For a variety of reasons, Baltimore is undergoing a grand changing of the media guard this summer. WBAL-TV (channel 11) is replacing news anchors Virg Jacques and Dave Durian and weatherperson Tony Pann. Sports columnist Ken Rosenthal is moving to The Sporting News after 13 years at the Sunpapers, and a raft of other Sun scribes is preparing to leave the paper. And in talk radio, WCBM's (680 AM) Zoh Hieronimus (The Zoh Show) and WEAA's (88.9 FM) Sean Yoes (WEAA/AfroFirst Edition) got unceremoniously booted last month. Neither Hieronimus nor Yoes claim to have seen it coming, although in both cases there'd been disagreements between the hosts and their respective bosses. In Yoes' case, WEAA assistant general manager Maxie Jackson drafted a dismissal letter before leaving on vacation; it was handed to Yoes by station staff after his July 28 show. The letter faulted Yoes for straying from Jackson's "vision of a hard-news journalist[s'] roundtable" toward a more free-ranging public-affairs format. (Jackson could not be reached for further comment.)

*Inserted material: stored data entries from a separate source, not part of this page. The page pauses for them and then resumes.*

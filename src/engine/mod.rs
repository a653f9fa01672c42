//! External collaborator ports and engine request types.
//!
//! The compression engine, dataset service, tokenizer, task-inference
//! service and export service are abstract capabilities with narrow
//! contracts, so the resolver, classifier and policy selector can be
//! implemented and tested independently of any specific binding. The crate
//! ships a [`ReferenceEngine`] binding that performs real affine
//! quantization.

mod reference;

use std::path::PathBuf;

use crate::calibration::{CalibrationDataset, SampleBatch};
use crate::config::{CompressWeightsMode, IgnoredScope, ModelArchitecture, SensitivityMetric};
use crate::error::Result;
use crate::graph::ModelGraph;

pub use crate::calibration::InferenceRunner;
pub use reference::ReferenceEngine;

pub(crate) use reference::quantize_values;

/// Structured request for a weight-only compression pass.
#[derive(Clone, Debug)]
pub struct WeightCompressionRequest {
    /// Target integer mode.
    pub mode: CompressWeightsMode,
    /// Fraction of weight layers compressed to the primary precision.
    pub ratio: f32,
    /// Group width along the innermost axis; `None` quantizes per row.
    pub group_size: Option<usize>,
    /// Compress embedding tables and the final projection as well.
    pub all_layers: bool,
    /// Layer-ranking metric for mixed-precision assignment.
    pub sensitivity_metric: Option<SensitivityMetric>,
    /// Operations exempt from compression.
    pub ignored_scope: IgnoredScope,
    /// Optional data for data-aware compression.
    pub dataset: Option<Vec<SampleBatch>>,
}

/// Per-operation-type overrides for the activation-smoothing sub-algorithm.
///
/// A negative alpha disables smoothing for that operation type.
#[derive(Clone, Copy, Debug, Default, PartialEq)]
pub struct SmoothQuantOverrides {
    /// Override for matrix-multiply nodes.
    pub matmul: Option<f32>,
}

/// Structured request for a full (weights + activations) quantization pass.
#[derive(Clone, Debug)]
pub struct FullQuantizationRequest {
    /// Architecture hint.
    pub model_type: ModelArchitecture,
    /// Use the fast bias-correction variant.
    pub fast_bias_correction: bool,
    /// Operations exempt from quantization.
    pub ignored_scope: IgnoredScope,
    /// Maximum number of calibration batches consumed.
    pub subset_size: Option<usize>,
    /// Activation-smoothing overrides.
    pub smooth_quant: SmoothQuantOverrides,
}

/// Compression/quantization engine port.
///
/// Accepts a graph and a structured configuration and returns the
/// transformed graph. The calibration wrapper it receives is a finite list
/// of input batches, consumed once.
pub trait CompressionEngine {
    /// Apply weight-only compression.
    fn compress_weights(
        &self,
        model: ModelGraph,
        request: &WeightCompressionRequest,
    ) -> Result<ModelGraph>;

    /// Apply full static quantization.
    fn quantize(
        &self,
        model: ModelGraph,
        request: &FullQuantizationRequest,
        calibration: &[SampleBatch],
    ) -> Result<ModelGraph>;
}

/// Dataset service port: load-by-name with config and split selection.
pub trait DatasetProvider {
    /// Load a named dataset split.
    fn load(
        &self,
        name: &str,
        config_name: Option<&str>,
        split: &str,
    ) -> Result<CalibrationDataset>;

    /// Load raw text samples for tokenized materialization.
    fn load_text(&self, name: &str, split: &str) -> Result<Vec<String>>;
}

/// Tokenizer port used to materialize named text datasets.
pub trait TextTokenizer {
    /// Encode text into token ids, truncated to `max_len`.
    fn encode(&self, text: &str, max_len: usize) -> Vec<i64>;
}

/// Task-inference service port.
pub trait TaskInference {
    /// Infer the task label for a model identifier, or `None`.
    fn infer_task(&self, model_id: &str) -> Option<String>;
}

/// A trainable model that must be exported to the intermediate graph
/// representation before quantization.
pub trait TrainableModel {
    /// Model identifier (for task inference and metadata).
    fn identifier(&self) -> &str;

    /// Architecture name (for metadata).
    fn architecture(&self) -> &str;

    /// Input columns the forward computation declares.
    fn signature_columns(&self) -> Vec<String>;

    /// Whether the model uses a generation cache.
    fn uses_cache(&self) -> bool;

    /// Preferred export opset.
    fn default_opset(&self) -> u32 {
        14
    }

    /// Check that the model accepts the given dummy-input columns.
    fn accepts_inputs(&self, columns: &[String]) -> bool {
        let signature = self.signature_columns();
        columns.iter().all(|c| signature.iter().any(|s| s == c))
    }
}

/// Export request parameters.
#[derive(Clone, Debug)]
pub struct ExportRequest {
    /// Destination path for the exported graph artifact.
    pub output: PathBuf,
    /// Export opset.
    pub opset: u32,
    /// Apply the stateful-decoder optimization.
    pub stateful: bool,
}

/// Result of a model export.
#[derive(Clone, Debug)]
pub struct ExportOutcome {
    /// The exported graph.
    pub graph: ModelGraph,
    /// Artifact files written by the export, including any temporary
    /// interchange-format files.
    pub artifact_paths: Vec<PathBuf>,
    /// Export input names.
    pub input_names: Vec<String>,
    /// Whether the secondary interchange-format pathway was used.
    pub used_fallback_format: bool,
}

/// Model export service port.
pub trait ExportService {
    /// Export a trainable model to the intermediate graph representation,
    /// falling back to the interchange-format pathway when the primary
    /// export fails.
    fn export(&self, model: &dyn TrainableModel, request: &ExportRequest) -> Result<ExportOutcome>;
}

Hieronimus' ouster was carried out in person, at the station, by WCBM brass whom she says told her they wanted someone more "mainstream" than the unpredictable Zoh, whose passions range from Clintonista corruption to alien abduction. Her time slot will be filled by the infamous Laura Schlesinger, who, among other things, cites the Old Testament to justify gay-bashing. Mainstream indeed.
Neither ex-host is licking wounds. Yoes is a full-time staff writer for the The Baltimore Afro-American whose work at WEAA was unpaid. He told me he's eager to devote his newfound free time to filmmaking. Hieronimus has her own nationally syndicated radio show and a busy Web site (www.zohshow.com) to maintain. Still, in an interview, she took a few parting shots at the sexism she says permeates talk radio.
"I think my experience was classic for very strong women in business," Hieronimus says. "I was paid less than even those [men] who brought in less revenue. . . . The only women who are allowed to succeed [are those who] talk about lifestyles and psychotherapeutic issues. . . . Women aren't entitled to be more informed than men, more aggressive, or further ahead of the curve."
WCBM station manager Bob Pettit says the decision was strictly bottom-line. "[Hieronimus] "wasn't privy to all the revenue information at the station," he says. "The reality is she wasn't drawing the big audience that some of the other shows had." As for charges of sexism, Pettit points to Schlesinger as evidence that talk radio welcomes strong women: "We think [Schlesinger] is a fantastic audience builder and revenue generator."